A fluorescent interleukin-8 receptor probe produced by targetted labelling at the amino terminus.

Interleukin-8 is the most extensively characterised member of the structurally related chemotactic and pro-inflammatory proteins collectively called chemokines. It binds to two closely related members of the seven transmembrane chemokine receptor family found on a variety of leukocyte cell types. In order to study the interaction of interleukin-8 with its receptors, and their distribution, we have produced a fluorescently labelled protein as an alternative to the radioactive 125I-interleukin-8 ligand. Interleukin-8 is naturally produced as two forms, a 72-residue polypeptide by monocytes and a 77-residue form produced by endothelial cells which has an extension of five amino acids at the amino terminal. Both forms are active at nanomolar concentrations, implying that chemical modification to the amino terminus of the 72-residue form will not destroy activity. The 72-residue interleukin-8 sequence starts with a serine residue, which can be oxidised under mild conditions to give a reactive glyoxylyl function which is then reacted with a nucleophilic fluorescein derivative. The site-specifically labelled protein was easily isolated by reverse-phase HPLC. The dissociation constant of the fluorescently labelled interleukin-8 from its receptors on neutrophils was measured by displacement of 125I-interleukin-8 and found to be 10 nM compared to 1 nM for the unmodified protein. The modified protein is highly active in in vitro bioassays using human neutrophils, giving an EC50 of 7 nM in chemotaxis and an EC50 of 0.62 nM for shape change.

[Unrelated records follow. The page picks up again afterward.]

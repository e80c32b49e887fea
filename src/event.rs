//! Log line parsing
//!
//! Every client process writes one event per line. The first
//! whitespace-delimited field is a keyword, the second an ISO-8601
//! timestamp:
//!
//! ```text
//! APP <timestamp> <S|R> <key-part-1> <key-part-2>
//! CPU <timestamp> {"totalTick":...,"totalIdle":...}
//! MEMORY <timestamp> {...}
//! NETWORK <timestamp> [{"interface":"eth0","inputBytes":...,"outputBytes":...}]
//! ```
//!
//! Lines with any other keyword are not relevant and parse to `None`.
//! `APP` lines also carry the page's console output, so an `APP` line is a
//! send only with direction `S`; any other direction with a full key is a
//! receive, and lines too short to hold a key parse to `None`. A bad
//! timestamp or sample payload is a protocol violation.

use chrono::{DateTime, Utc};
use serde::{Deserialize, Serialize};
use thiserror::Error;

/// Absolute instant at which an event was logged
pub type Timestamp = DateTime<Utc>;

/// Why a recognized line could not be parsed
#[derive(Error, Debug)]
pub enum ParseError {
    #[error("missing {0} field")]
    MissingField(&'static str),

    #[error("invalid timestamp {value:?}: {source}")]
    BadTimestamp {
        value: String,
        #[source]
        source: chrono::ParseError,
    },

    #[error("invalid {kind} payload: {source}")]
    BadPayload {
        kind: SampleKind,
        #[source]
        source: serde_json::Error,
    },
}

/// The three kinds of periodic resource samples
#[derive(Debug, Clone, Copy, PartialEq, Eq, Hash)]
pub enum SampleKind {
    Cpu,
    Memory,
    Network,
}

impl SampleKind {
    pub const ALL: [SampleKind; 3] = [SampleKind::Cpu, SampleKind::Memory, SampleKind::Network];

    /// Line keyword for this sample kind
    pub fn keyword(self) -> &'static str {
        match self {
            SampleKind::Cpu => "CPU",
            SampleKind::Memory => "MEMORY",
            SampleKind::Network => "NETWORK",
        }
    }
}

impl std::fmt::Display for SampleKind {
    fn fmt(&self, f: &mut std::fmt::Formatter<'_>) -> std::fmt::Result {
        f.write_str(self.keyword())
    }
}

/// Cumulative CPU tick counters, summed over all cores
#[derive(Debug, Clone, Copy, PartialEq, Eq, Serialize, Deserialize)]
#[serde(rename_all = "camelCase")]
pub struct CpuCounters {
    pub total_tick: u64,
    pub total_idle: u64,
}

/// Cumulative byte counters for one network interface
#[derive(Debug, Clone, PartialEq, Eq, Serialize, Deserialize)]
#[serde(rename_all = "camelCase")]
pub struct InterfaceCounters {
    #[serde(rename = "interface")]
    pub name: String,
    pub input_bytes: u64,
    pub output_bytes: u64,
}

/// A parsed log line
#[derive(Debug, Clone, PartialEq)]
pub enum RawEvent {
    AppSend {
        op_key: String,
        timestamp: Timestamp,
    },
    AppReceive {
        op_key: String,
        timestamp: Timestamp,
    },
    CpuSample {
        timestamp: Timestamp,
        counters: CpuCounters,
    },
    MemSample {
        timestamp: Timestamp,
        raw: serde_json::Value,
    },
    NetSample {
        timestamp: Timestamp,
        interfaces: Vec<InterfaceCounters>,
    },
}

impl RawEvent {
    pub fn timestamp(&self) -> Timestamp {
        match self {
            RawEvent::AppSend { timestamp, .. }
            | RawEvent::AppReceive { timestamp, .. }
            | RawEvent::CpuSample { timestamp, .. }
            | RawEvent::MemSample { timestamp, .. }
            | RawEvent::NetSample { timestamp, .. } => *timestamp,
        }
    }

    /// Sample kind, or `None` for application events
    pub fn sample_kind(&self) -> Option<SampleKind> {
        match self {
            RawEvent::CpuSample { .. } => Some(SampleKind::Cpu),
            RawEvent::MemSample { .. } => Some(SampleKind::Memory),
            RawEvent::NetSample { .. } => Some(SampleKind::Network),
            RawEvent::AppSend { .. } | RawEvent::AppReceive { .. } => None,
        }
    }
}

/// Parse one log line.
///
/// Returns `Ok(None)` for blank lines, lines whose keyword is not one of
/// `APP`, `CPU`, `MEMORY`, `NETWORK`, and `APP` lines without an operation
/// key.
pub fn parse_line(line: &str) -> Result<Option<RawEvent>, ParseError> {
    let line = line.trim_end_matches(['\r', '\n']);
    let Some((keyword, rest)) = line.split_once(' ') else {
        return Ok(None);
    };

    let event = match keyword {
        "APP" => return parse_app(rest),
        "CPU" => {
            let (timestamp, payload) = split_sample(rest)?;
            RawEvent::CpuSample {
                timestamp,
                counters: parse_payload(SampleKind::Cpu, payload)?,
            }
        }
        "MEMORY" => {
            let (timestamp, payload) = split_sample(rest)?;
            RawEvent::MemSample {
                timestamp,
                raw: parse_payload(SampleKind::Memory, payload)?,
            }
        }
        "NETWORK" => {
            let (timestamp, payload) = split_sample(rest)?;
            RawEvent::NetSample {
                timestamp,
                interfaces: parse_payload(SampleKind::Network, payload)?,
            }
        }
        _ => return Ok(None),
    };
    Ok(Some(event))
}

/// Parse an RFC 3339 / ISO-8601 timestamp into UTC
pub fn parse_timestamp(value: &str) -> Result<Timestamp, ParseError> {
    DateTime::parse_from_rfc3339(value)
        .map(|dt| dt.with_timezone(&Utc))
        .map_err(|source| ParseError::BadTimestamp {
            value: value.to_string(),
            source,
        })
}

fn parse_app(rest: &str) -> Result<Option<RawEvent>, ParseError> {
    let mut fields = rest.split(' ');
    let timestamp = parse_timestamp(fields.next().unwrap_or_default())?;
    let (Some(direction), Some(key_object), Some(key_counter)) =
        (fields.next(), fields.next(), fields.next())
    else {
        return Ok(None);
    };
    let op_key = format!("{} {}", key_object, key_counter);

    Ok(Some(match direction {
        "S" => RawEvent::AppSend { op_key, timestamp },
        _ => RawEvent::AppReceive { op_key, timestamp },
    }))
}

fn split_sample(rest: &str) -> Result<(Timestamp, &str), ParseError> {
    let (timestamp, payload) = rest
        .split_once(' ')
        .ok_or(ParseError::MissingField("payload"))?;
    Ok((parse_timestamp(timestamp)?, payload))
}

fn parse_payload<T: serde::de::DeserializeOwned>(
    kind: SampleKind,
    payload: &str,
) -> Result<T, ParseError> {
    serde_json::from_str(payload).map_err(|source| ParseError::BadPayload { kind, source })
}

The binding of the fluorescent protein to neutrophils can also be measured by fluorescent automatic cell sorter (FACS) analysis, and can be competed by unlabelled interleukin-8. The amino-terminal modification of interleukin-8 has produced a reagent which is useful for the quantification of interleukin-8 receptor expression, and will also be useful in monitoring the fate of the ligand after receptor binding.